Mini-budget reversals

The tax reductions set out in the Kwarteng/Truss mini-budget of 22 September 2022 have been scrapped, apart from the cancellation of the NIC increase for 2022-23, the withdrawal of the Healthcare Levy from April 2023, the changes to Stamp Duty Land Tax and the increase in the Annual Investment Allowance.

As we are presented with yet another new face at 10 Downing Street, the cabinet has delayed its fiscal statement until 17 November. We will be reporting on these developments in the next newsletter.

Hopefully, the new government will be mindful that recent changes in political circles have had a disastrous impact on small businesses across the UK. Double digit inflation and higher interest rates are compounding external pressures and making life difficult across multiple business sectors.

VAT registration changes

The way businesses register for VAT changed on 1 August 2022. A new VAT Registration Service (VRS) has been created to manage the process. 

One of the key features of the new VRS is that every business will be automatically signed up to Making Tax Digital (MTD) VAT as part of registration. This removes the need for businesses to take that extra step.   

To complete a VAT registration, you will need your:

• name 

• date of birth 

• National Insurance number 

• ID, such as your passport or driving licence 

• details of turnover and nature of business 

• bank account details (or a reason if no bank account details are provided) 

• Unique Tax Reference (UTR) number 

 

If you are registering a limited company, they must have a Company Registration Number and a Corporation Tax Unique Taxpayer Reference (UTR) to complete the VAT registration process. Individuals and Partnerships do not need to have a Self-assessment UTR to register for VAT, but if they do have one, they must supply it. 

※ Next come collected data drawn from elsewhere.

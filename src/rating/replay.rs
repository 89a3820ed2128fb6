use std::collections::HashMap;

use log::info;

use crate::config::settings::RatingSettings;
use crate::errors::ReplayError;

use super::elo::compute_rating_change;
use super::types::{MatchRecord, MatchSnapshot, PlayerId, PlayerStats, ReplayOutcome};

/// Replays the full match history from scratch.
///
/// `matches` must already be in playing order (played_at, then id as the
/// tie-break); the result is order-sensitive since every match is scored
/// against the ratings accumulated so far. Every roster player starts back
/// at the initial rating with zeroed counters. Replaying the same input
/// twice yields identical output.
///
/// A match referencing a player outside the roster is a data integrity
/// fault: the whole replay fails rather than skipping the match, because a
/// skip would corrupt every dependent rating after it.
pub fn replay(
    matches: &[MatchRecord],
    players: &[PlayerId],
    settings: &RatingSettings,
) -> Result<ReplayOutcome, ReplayError> {
    info!(
        "Replaying {} matches for {} players",
        matches.len(),
        players.len()
    );

    let mut ratings: HashMap<PlayerId, f64> = players
        .iter()
        .map(|&id| (id, settings.initial_rating))
        .collect();
    let mut stats: HashMap<PlayerId, PlayerStats> = players
        .iter()
        .map(|&id| (id, PlayerStats::default()))
        .collect();
    let mut snapshots = Vec::with_capacity(matches.len());

    for record in matches {
        let player1_elo_before = current_rating(&ratings, record, record.player1_id)?;
        let player2_elo_before = current_rating(&ratings, record, record.player2_id)?;

        let player1_won = record.winner_id == record.player1_id;
        let (winner_elo, loser_elo) = if player1_won {
            (player1_elo_before, player2_elo_before)
        } else {
            (player2_elo_before, player1_elo_before)
        };

        let change = compute_rating_change(winner_elo, loser_elo, &record.sets, settings);

        let (player1_elo_after, player2_elo_after) = if player1_won {
            (change.winner_new_elo, change.loser_new_elo)
        } else {
            (change.loser_new_elo, change.winner_new_elo)
        };

        snapshots.push((
            record.id,
            MatchSnapshot {
                player1_elo_before,
                player2_elo_before,
                player1_elo_after,
                player2_elo_after,
                elo_change: change.elo_change,
            },
        ));

        // Subsequent matches see the rounded post-match ratings, the same
        // values that get persisted.
        ratings.insert(record.player1_id, player1_elo_after);
        ratings.insert(record.player2_id, player2_elo_after);

        bump_stats(&mut stats, record.player1_id, player1_won);
        bump_stats(&mut stats, record.player2_id, !player1_won);
    }

    Ok(ReplayOutcome {
        ratings,
        stats,
        snapshots,
    })
}

fn current_rating(
    ratings: &HashMap<PlayerId, f64>,
    record: &MatchRecord,
    player_id: PlayerId,
) -> Result<f64, ReplayError> {
    ratings
        .get(&player_id)
        .copied()
        .ok_or(ReplayError::UnknownParticipant {
            match_id: record.id,
            player_id,
        })
}

fn bump_stats(stats: &mut HashMap<PlayerId, PlayerStats>, player_id: PlayerId, won: bool) {
    let entry = stats.entry(player_id).or_default();
    entry.games_played += 1;
    if won {
        entry.wins += 1;
    } else {
        entry.losses += 1;
    }
}

#[cfg(test)]
mod tests {
    use super::*;
    use crate::domain::SetScore;

    fn settings() -> RatingSettings {
        RatingSettings::default()
    }

    fn sets(pairs: &[(i32, i32)]) -> Vec<SetScore> {
        pairs.iter().map(|&(a, b)| SetScore::new(a, b)).collect()
    }

    fn record(id: i64, player1: i64, player2: i64, winner: i64, pairs: &[(i32, i32)]) -> MatchRecord {
        MatchRecord {
            id,
            player1_id: player1,
            player2_id: player2,
            winner_id: winner,
            sets: sets(pairs),
        }
    }

    #[test]
    fn single_match_between_fresh_players() {
        let matches = vec![record(1, 1, 2, 1, &[(11, 5), (11, 7), (11, 5)])];
        let outcome = replay(&matches, &[1, 2], &settings()).unwrap();

        assert_eq!(outcome.ratings[&1], 1517.1);
        assert_eq!(outcome.ratings[&2], 1482.9);
        assert_eq!(
            outcome.stats[&1],
            PlayerStats {
                games_played: 1,
                wins: 1,
                losses: 0
            }
        );
        assert_eq!(
            outcome.stats[&2],
            PlayerStats {
                games_played: 1,
                wins: 0,
                losses: 1
            }
        );

        let (match_id, snapshot) = outcome.snapshots[0];
        assert_eq!(match_id, 1);
        assert_eq!(snapshot.player1_elo_before, 1500.0);
        assert_eq!(snapshot.player2_elo_before, 1500.0);
        assert_eq!(snapshot.player1_elo_after, 1517.1);
        assert_eq!(snapshot.player2_elo_after, 1482.9);
        assert_eq!(snapshot.elo_change, 17.1);
    }

    #[test]
    fn replay_is_idempotent() {
        let matches = vec![
            record(1, 1, 2, 1, &[(11, 5), (11, 7)]),
            record(2, 2, 3, 3, &[(9, 11), (11, 8), (7, 11)]),
            record(3, 1, 3, 1, &[(11, 2), (11, 4)]),
        ];
        let roster = [1, 2, 3];

        let first = replay(&matches, &roster, &settings()).unwrap();
        let second = replay(&matches, &roster, &settings()).unwrap();

        assert_eq!(first.ratings, second.ratings);
        assert_eq!(first.stats, second.stats);
        assert_eq!(first.snapshots, second.snapshots);
    }

    #[test]
    fn replay_is_order_sensitive() {
        let older = record(1, 1, 2, 1, &[(11, 5), (11, 7)]);
        let newer = record(2, 1, 2, 2, &[(5, 11), (7, 11)]);
        let roster = [1, 2];

        let chronological = replay(&[older.clone(), newer.clone()], &roster, &settings()).unwrap();
        let reversed = replay(&[newer, older], &roster, &settings()).unwrap();

        assert_ne!(chronological.ratings[&1], reversed.ratings[&1]);
        assert_ne!(chronological.ratings[&2], reversed.ratings[&2]);
    }

    #[test]
    fn roster_players_without_matches_keep_the_initial_rating() {
        let matches = vec![record(1, 1, 2, 2, &[(5, 11), (11, 9), (8, 11)])];
        let outcome = replay(&matches, &[1, 2, 3], &settings()).unwrap();

        assert_eq!(outcome.ratings[&3], 1500.0);
        assert_eq!(outcome.stats[&3], PlayerStats::default());
    }

    #[test]
    fn legacy_match_without_sets_uses_the_reference_fallback() {
        let matches = vec![MatchRecord {
            id: 1,
            player1_id: 1,
            player2_id: 2,
            winner_id: 1,
            sets: Vec::new(),
        }];
        let outcome = replay(&matches, &[1, 2], &settings()).unwrap();

        // Plain K=32 at equal ratings: half of 32.
        assert_eq!(outcome.ratings[&1], 1516.0);
        assert_eq!(outcome.ratings[&2], 1484.0);
    }

    #[test]
    fn unknown_participant_aborts_the_replay() {
        let matches = vec![
            record(1, 1, 2, 1, &[(11, 5), (11, 7)]),
            record(2, 1, 99, 99, &[(5, 11), (7, 11)]),
        ];
        let result = replay(&matches, &[1, 2], &settings());

        assert_eq!(
            result.unwrap_err(),
            ReplayError::UnknownParticipant {
                match_id: 2,
                player_id: 99
            }
        );
    }

    #[test]
    fn counters_stay_consistent_over_a_longer_history() {
        let matches = vec![
            record(1, 1, 2, 1, &[(11, 5), (11, 7)]),
            record(2, 1, 3, 3, &[(9, 11), (11, 8), (7, 11)]),
            record(3, 2, 3, 2, &[(11, 6), (11, 9)]),
            record(4, 1, 2, 2, &[(5, 11), (11, 7), (9, 11)]),
        ];
        let roster = [1, 2, 3];
        let outcome = replay(&matches, &roster, &settings()).unwrap();

        for id in roster {
            let stats = outcome.stats[&id];
            assert_eq!(stats.games_played, stats.wins + stats.losses);
        }
        let total_games: i32 = outcome.stats.values().map(|s| s.games_played).sum();
        assert_eq!(total_games, matches.len() as i32 * 2);
    }
}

HMRC recommend that you have this information to hand when starting an application. If you are waiting for information to register you can save and edit the application for 7 days by clicking ‘Save and Exit’. This will soon be increased to 28 days. 

Self-assessment scams warning

Criminals claiming to be from HMRC have targeted individuals by email, text and phone with their communications ranging from offering bogus tax rebates to threatening arrest for tax evasion. Contacts like these should sound alarm bells – HMRC would never call threatening arrest.

Anyone contacted by someone claiming to be from HMRC in a way that arouses suspicion is advised to take their time and check the scams advice on GOV.UK.

Taxpayers can report any suspicious activity to HMRC. They can forward suspicious texts claiming to be from HMRC to 60599 and emails to phishing@hmrc.gov.uk. Any tax scam phone calls can be reported to HMRC using the online form on GOV.UK.

Tax Diary November/December 2022

1 November 2022 – Due date for Corporation Tax due for the year ended 31 January 2022.

19 November 2022 – PAYE and NIC deductions due for month ended 5 November 2022. (If you pay your tax electronically the due date is 22 November 2022.)

19 November 2022 – Filing deadline for the CIS300 monthly return for the month ended 5 November 2022.

19 November 2022 – CIS tax deducted for the month ended 5 November 2022 is payable by today.

1 December 2022 – Due date for Corporation Tax payable for the year ended 28 February 2022.

19 December 2022 – PAYE and NIC deductions due for month ended 5 December 2022. (If you pay your tax electronically the due date is 22 December 2022).

19 December 2022 – Filing deadline for the CIS300 monthly return for the month ended 5 December 2022.

19 December 2022 – CIS tax deducted for the month ended 5 December 2022 is payable by today.

30 December 2022 – Deadline for filing 2021-22 self-assessment tax returns online to include a claim for under payments to be collected via tax code in 2023-24.